This overview will study the role and impact of alignment, as well as the interplay between alignment and pre-training. Interestingly, these ideas were explored by the recent LIMA model [1], which performs alignment by simply fine-tuning a pre-trained LLM over a semi-manually curated corpus of only 1,000 high-quality response examples. We will learn that the alignment process, although critical, primarily teaches an LLM steerability and correct behavior or style, while most knowledge is gained during pre-training. As such, alignment can be performed successfully even with minimal training data. However, we will see that the impact of data quality and diversity on both alignment and other avenues of LLM training (e.g., pre-training, fine-tuning, etc.) is absolutely massive.

The LLM Training Pipeline

“LLMs are trained in two stages: (1) unsupervised pretraining from raw text, to learn general-purpose representations, and (2) large scale instruction tuning and reinforcement learning, to better align to end tasks and user preferences.” - from [1]

Although language models have been studied from a variety of different perspectives in recent months, the creation of these models tends to follow a standardized process with a few common components; see below.

Multi-step process for creating and refining an LLM (from [11, 12])

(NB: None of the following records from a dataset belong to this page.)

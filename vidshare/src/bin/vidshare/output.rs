use anyhow::Result;
use clap::ValueEnum;
use colored::Colorize;
use comfy_table::{Attribute, Cell, Color as TableColor, Table};
use serde::Serialize;
use std::io::Write;

use crate::theme::{BULLET, PALETTE, Tone};

/// Output format options for CLI commands
#[derive(Clone, Debug, ValueEnum, Default, PartialEq)]
pub enum OutputFormat {
    /// Formatted table output (default)
    #[default]
    Table,
    /// JSON output for scripting
    Json,
    /// Compact single-line output
    Compact,
}

/// Global CLI options that affect output and behavior
#[derive(Clone, Debug, Default)]
pub struct GlobalOptions {
    pub output_format: OutputFormat,
    pub quiet: bool,
    pub verbose: bool,
    pub no_color: bool,
}

/// Data that can be rendered as a table or a one-line summary
pub trait TableDisplay {
    fn to_table(&self, options: &GlobalOptions) -> Table;
    fn to_compact(&self) -> String;
}

/// A table with the themed preset and a bold header row.
pub fn themed_table(options: &GlobalOptions, headers: &[&str]) -> Table {
    let mut table = Table::new();
    if options.no_color {
        table.load_preset(comfy_table::presets::ASCII_FULL);
    } else {
        table.load_preset(comfy_table::presets::UTF8_FULL_CONDENSED);
    }

    let header_cells: Vec<Cell> = headers
        .iter()
        .map(|h| {
            let cell = Cell::new(h).add_attribute(Attribute::Bold);
            if options.no_color { cell } else { cell.fg(TableColor::Cyan) }
        })
        .collect();
    table.set_header(header_cells);
    table
}

/// Output manager handles formatting and display
pub struct OutputManager {
    pub options: GlobalOptions,
}

impl OutputManager {
    pub fn new(options: GlobalOptions) -> Self {
        Self { options }
    }

    /// Display data according to the configured output format
    pub fn display<T>(&self, data: &T) -> Result<()>
    where
        T: Serialize + TableDisplay,
    {
        if self.options.quiet {
            return Ok(());
        }

        match self.options.output_format {
            OutputFormat::Json => {
                let json = serde_json::to_string_pretty(data)?;
                println!("{json}");
            }
            OutputFormat::Table => {
                let table = data.to_table(&self.options);
                println!("{table}");
            }
            OutputFormat::Compact => {
                println!("{}", data.to_compact());
            }
        }
        Ok(())
    }

    fn is_structured(&self) -> bool {
        matches!(self.options.output_format, OutputFormat::Json)
    }

    fn line(&self, tone: Tone, message: &str) -> String {
        if self.options.no_color {
            format!("{} {message}", tone.glyph())
        } else {
            format!("{} {}", tone.glyph().color(tone.color()), message.color(tone.color()))
        }
    }

    pub fn success(&self, message: &str) {
        if !self.options.quiet && !self.is_structured() {
            println!("{}", self.line(Tone::Done, message));
        }
    }

    /// Errors are always shown, on stderr.
    pub fn error(&self, message: &str) {
        eprintln!("{}", self.line(Tone::Failed, message));
    }

    pub fn warning(&self, message: &str) {
        if !self.options.quiet {
            eprintln!("{}", self.line(Tone::Caution, message));
        }
    }

    pub fn info(&self, message: &str) {
        if !self.options.quiet && !self.is_structured() {
            println!("{}", self.line(Tone::Note, message));
        }
    }

    /// Only shown with `--verbose`
    pub fn verbose(&self, message: &str) {
        if self.options.verbose && !self.options.quiet {
            eprintln!("{}", self.line(Tone::Trace, message));
        }
    }

    pub fn heading(&self, text: &str) {
        if self.options.quiet || self.is_structured() {
            return;
        }
        let output = if self.options.no_color {
            format!("\n{text}\n{}", "=".repeat(text.len()))
        } else {
            format!("\n{}", text.color(PALETTE.heading).bold())
        };
        println!("{output}");
    }

    pub fn key_value(&self, key: &str, value: &str) {
        if self.options.quiet || self.is_structured() {
            return;
        }
        let output = if self.options.no_color {
            format!("{key}: {value}")
        } else {
            format!("{}: {}", key.color(PALETTE.label).bold(), value.color(PALETTE.value))
        };
        println!("{output}");
    }

    pub fn bullet(&self, text: &str) {
        if self.options.quiet || self.is_structured() {
            return;
        }
        let output = if self.options.no_color {
            format!("  {BULLET} {text}")
        } else {
            format!("  {} {text}", BULLET.color(PALETTE.bullet))
        };
        println!("{output}");
    }

    pub fn progress(&self, message: &str) {
        if self.options.quiet || self.is_structured() {
            return;
        }

        let output = if self.options.no_color {
            format!("{} {message}...", Tone::Working.glyph())
        } else {
            format!(
                "{} {}...",
                Tone::Working.glyph().color(Tone::Working.color()).bold(),
                message.color(Tone::Working.color())
            )
        };

        print!("\r{output}");
        std::io::stdout().flush().ok();
    }

    /// Clear the current line after a progress indicator
    pub fn clear_line(&self) {
        if self.options.quiet || self.is_structured() {
            return;
        }

        print!("\r{}", " ".repeat(80));
        print!("\r");
        std::io::stdout().flush().ok();
    }
}

#[cfg(test)]
mod tests {
    use super::*;
    use serde::Serialize;

    #[derive(Serialize)]
    struct TestData {
        name: String,
        value: i32,
    }

    impl TableDisplay for TestData {
        fn to_table(&self, options: &GlobalOptions) -> Table {
            let mut table = themed_table(options, &["Name", "Value"]);
            table.add_row(vec![Cell::new(&self.name), Cell::new(self.value.to_string())]);
            table
        }

        fn to_compact(&self) -> String {
            format!("{}={}", self.name, self.value)
        }
    }

    fn data() -> TestData {
        TestData {
            name: "test".to_string(),
            value: 42,
        }
    }

    #[test]
    fn displays_in_every_format() {
        for output_format in [OutputFormat::Table, OutputFormat::Json, OutputFormat::Compact] {
            let manager = OutputManager::new(GlobalOptions {
                output_format,
                no_color: true,
                ..Default::default()
            });
            assert!(manager.display(&data()).is_ok());
        }
    }

    #[test]
    fn quiet_suppresses_display() {
        let manager = OutputManager::new(GlobalOptions {
            quiet: true,
            ..Default::default()
        });
        assert!(manager.display(&data()).is_ok());
    }

    #[test]
    fn themed_table_has_header() {
        let table = themed_table(&GlobalOptions::default(), &["A", "B"]);
        let rendered = table.to_string();
        assert!(rendered.contains('A'));
        assert!(rendered.contains('B'));
    }
}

The first step in this process—pre-training—trains the model over a large corpus of unlabeled text using a language modeling objective and is typically the most expensive. After this, the model undergoes an alignment process, comprised of supervised fine-tuning (SFT) and/or reinforcement learning from human feedback (RLHF). After the model has been trained, it can be deployed to a downstream application, where further fine-tuning or in-context learning can be leveraged to improve performance. Within this section, we will overview each of these components to better understand their impact on an LLM’s behavior.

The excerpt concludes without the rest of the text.